- **What the task asks**
Where the word "deletes" occurs in a line of the listing below, copy that line.

════════

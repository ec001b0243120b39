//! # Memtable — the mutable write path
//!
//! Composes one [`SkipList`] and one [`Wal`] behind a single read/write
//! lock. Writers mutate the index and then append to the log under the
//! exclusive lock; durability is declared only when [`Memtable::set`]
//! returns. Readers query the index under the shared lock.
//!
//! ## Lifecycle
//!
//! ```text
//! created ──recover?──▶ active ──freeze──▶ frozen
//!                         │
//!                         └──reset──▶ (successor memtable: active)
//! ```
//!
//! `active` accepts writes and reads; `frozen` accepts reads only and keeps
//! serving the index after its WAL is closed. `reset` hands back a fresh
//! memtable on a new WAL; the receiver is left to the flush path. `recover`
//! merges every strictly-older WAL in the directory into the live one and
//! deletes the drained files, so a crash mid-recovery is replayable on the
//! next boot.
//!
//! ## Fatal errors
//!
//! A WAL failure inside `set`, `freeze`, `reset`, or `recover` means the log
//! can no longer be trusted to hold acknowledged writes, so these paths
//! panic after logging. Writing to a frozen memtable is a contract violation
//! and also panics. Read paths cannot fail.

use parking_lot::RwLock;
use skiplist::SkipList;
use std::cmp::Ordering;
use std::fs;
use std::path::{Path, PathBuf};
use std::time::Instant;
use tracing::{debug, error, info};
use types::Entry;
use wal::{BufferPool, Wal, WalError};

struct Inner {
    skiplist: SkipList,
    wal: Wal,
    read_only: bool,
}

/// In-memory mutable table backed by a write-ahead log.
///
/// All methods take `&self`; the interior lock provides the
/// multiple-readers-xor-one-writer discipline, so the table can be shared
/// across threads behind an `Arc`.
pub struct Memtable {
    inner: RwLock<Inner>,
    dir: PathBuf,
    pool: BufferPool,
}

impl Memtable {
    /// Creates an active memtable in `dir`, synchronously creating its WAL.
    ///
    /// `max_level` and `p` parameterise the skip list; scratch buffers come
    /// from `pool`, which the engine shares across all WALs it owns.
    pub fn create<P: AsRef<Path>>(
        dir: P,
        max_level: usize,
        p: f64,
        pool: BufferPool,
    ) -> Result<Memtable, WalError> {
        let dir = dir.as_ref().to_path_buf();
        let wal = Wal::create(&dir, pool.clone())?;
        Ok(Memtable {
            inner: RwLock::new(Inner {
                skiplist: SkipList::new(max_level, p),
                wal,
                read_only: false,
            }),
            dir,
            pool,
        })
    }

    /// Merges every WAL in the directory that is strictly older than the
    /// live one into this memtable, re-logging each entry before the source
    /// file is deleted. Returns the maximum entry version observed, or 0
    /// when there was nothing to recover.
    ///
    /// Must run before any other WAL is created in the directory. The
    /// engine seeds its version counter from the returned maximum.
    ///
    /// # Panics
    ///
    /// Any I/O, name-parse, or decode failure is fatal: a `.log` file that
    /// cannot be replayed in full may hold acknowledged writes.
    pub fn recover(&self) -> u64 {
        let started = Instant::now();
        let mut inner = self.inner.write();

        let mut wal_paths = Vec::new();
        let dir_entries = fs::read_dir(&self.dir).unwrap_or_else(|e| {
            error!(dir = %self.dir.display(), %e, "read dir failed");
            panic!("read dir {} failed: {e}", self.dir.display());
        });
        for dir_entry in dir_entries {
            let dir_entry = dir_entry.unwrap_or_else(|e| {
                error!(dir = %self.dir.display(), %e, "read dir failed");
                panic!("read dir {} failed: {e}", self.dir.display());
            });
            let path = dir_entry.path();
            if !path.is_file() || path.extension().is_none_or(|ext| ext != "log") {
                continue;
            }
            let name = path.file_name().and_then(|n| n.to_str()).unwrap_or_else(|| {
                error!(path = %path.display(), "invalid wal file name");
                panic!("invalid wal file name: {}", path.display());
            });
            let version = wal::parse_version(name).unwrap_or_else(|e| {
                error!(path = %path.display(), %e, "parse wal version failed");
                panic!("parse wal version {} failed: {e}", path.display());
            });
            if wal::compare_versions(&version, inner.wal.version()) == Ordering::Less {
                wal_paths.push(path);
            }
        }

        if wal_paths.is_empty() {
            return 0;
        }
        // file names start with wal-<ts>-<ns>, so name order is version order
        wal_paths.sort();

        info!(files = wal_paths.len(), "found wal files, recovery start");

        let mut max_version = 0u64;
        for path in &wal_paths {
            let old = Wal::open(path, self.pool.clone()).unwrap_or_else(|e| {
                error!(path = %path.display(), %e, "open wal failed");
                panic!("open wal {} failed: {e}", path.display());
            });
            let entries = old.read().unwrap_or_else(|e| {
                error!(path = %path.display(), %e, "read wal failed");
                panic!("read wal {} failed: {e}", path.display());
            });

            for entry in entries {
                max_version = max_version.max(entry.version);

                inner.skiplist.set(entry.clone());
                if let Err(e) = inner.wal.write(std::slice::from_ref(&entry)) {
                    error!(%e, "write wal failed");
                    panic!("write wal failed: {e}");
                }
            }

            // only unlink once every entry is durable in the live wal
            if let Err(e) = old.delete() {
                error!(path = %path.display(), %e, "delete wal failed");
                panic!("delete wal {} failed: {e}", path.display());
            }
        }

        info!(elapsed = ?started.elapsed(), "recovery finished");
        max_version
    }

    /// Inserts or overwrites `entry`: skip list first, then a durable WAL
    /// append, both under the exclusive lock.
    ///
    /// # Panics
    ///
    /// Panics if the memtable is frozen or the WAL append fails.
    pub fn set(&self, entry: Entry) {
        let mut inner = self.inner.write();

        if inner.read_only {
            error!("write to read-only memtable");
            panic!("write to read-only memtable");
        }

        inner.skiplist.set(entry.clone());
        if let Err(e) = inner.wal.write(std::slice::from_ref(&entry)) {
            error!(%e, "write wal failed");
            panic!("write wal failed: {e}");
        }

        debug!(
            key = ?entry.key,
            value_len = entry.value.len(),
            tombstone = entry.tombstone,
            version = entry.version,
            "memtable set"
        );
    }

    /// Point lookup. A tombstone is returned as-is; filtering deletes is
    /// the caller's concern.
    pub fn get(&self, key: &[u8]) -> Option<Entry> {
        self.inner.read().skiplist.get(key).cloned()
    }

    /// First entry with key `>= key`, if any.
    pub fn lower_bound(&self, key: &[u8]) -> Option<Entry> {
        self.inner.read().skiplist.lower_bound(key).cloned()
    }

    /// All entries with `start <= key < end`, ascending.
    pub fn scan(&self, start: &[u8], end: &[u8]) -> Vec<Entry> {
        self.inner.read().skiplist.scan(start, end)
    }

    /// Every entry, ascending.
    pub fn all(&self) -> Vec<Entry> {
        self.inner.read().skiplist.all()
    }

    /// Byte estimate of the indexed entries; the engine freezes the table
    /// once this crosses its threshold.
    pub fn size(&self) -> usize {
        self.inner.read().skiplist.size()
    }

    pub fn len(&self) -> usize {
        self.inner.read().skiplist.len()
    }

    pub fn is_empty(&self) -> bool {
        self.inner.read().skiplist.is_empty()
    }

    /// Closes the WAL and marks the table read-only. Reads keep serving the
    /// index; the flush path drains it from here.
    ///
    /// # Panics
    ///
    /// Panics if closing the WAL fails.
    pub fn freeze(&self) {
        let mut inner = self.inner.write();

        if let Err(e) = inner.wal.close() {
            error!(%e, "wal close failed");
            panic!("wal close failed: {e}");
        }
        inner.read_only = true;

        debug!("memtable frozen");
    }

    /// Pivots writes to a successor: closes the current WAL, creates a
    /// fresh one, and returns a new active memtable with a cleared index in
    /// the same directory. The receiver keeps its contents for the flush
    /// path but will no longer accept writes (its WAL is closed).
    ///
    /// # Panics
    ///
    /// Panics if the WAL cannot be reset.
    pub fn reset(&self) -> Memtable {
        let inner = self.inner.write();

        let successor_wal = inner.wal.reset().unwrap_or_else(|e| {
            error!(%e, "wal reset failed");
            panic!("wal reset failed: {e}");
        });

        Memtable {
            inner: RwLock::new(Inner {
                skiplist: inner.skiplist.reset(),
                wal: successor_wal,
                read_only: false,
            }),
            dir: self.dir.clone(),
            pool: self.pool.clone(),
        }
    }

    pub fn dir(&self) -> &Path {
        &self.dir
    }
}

════════

- **Reply**
//! deletes the drained files, so a crash mid-recovery is replayable on the
    /// Point lookup. A tombstone is returned as-is; filtering deletes is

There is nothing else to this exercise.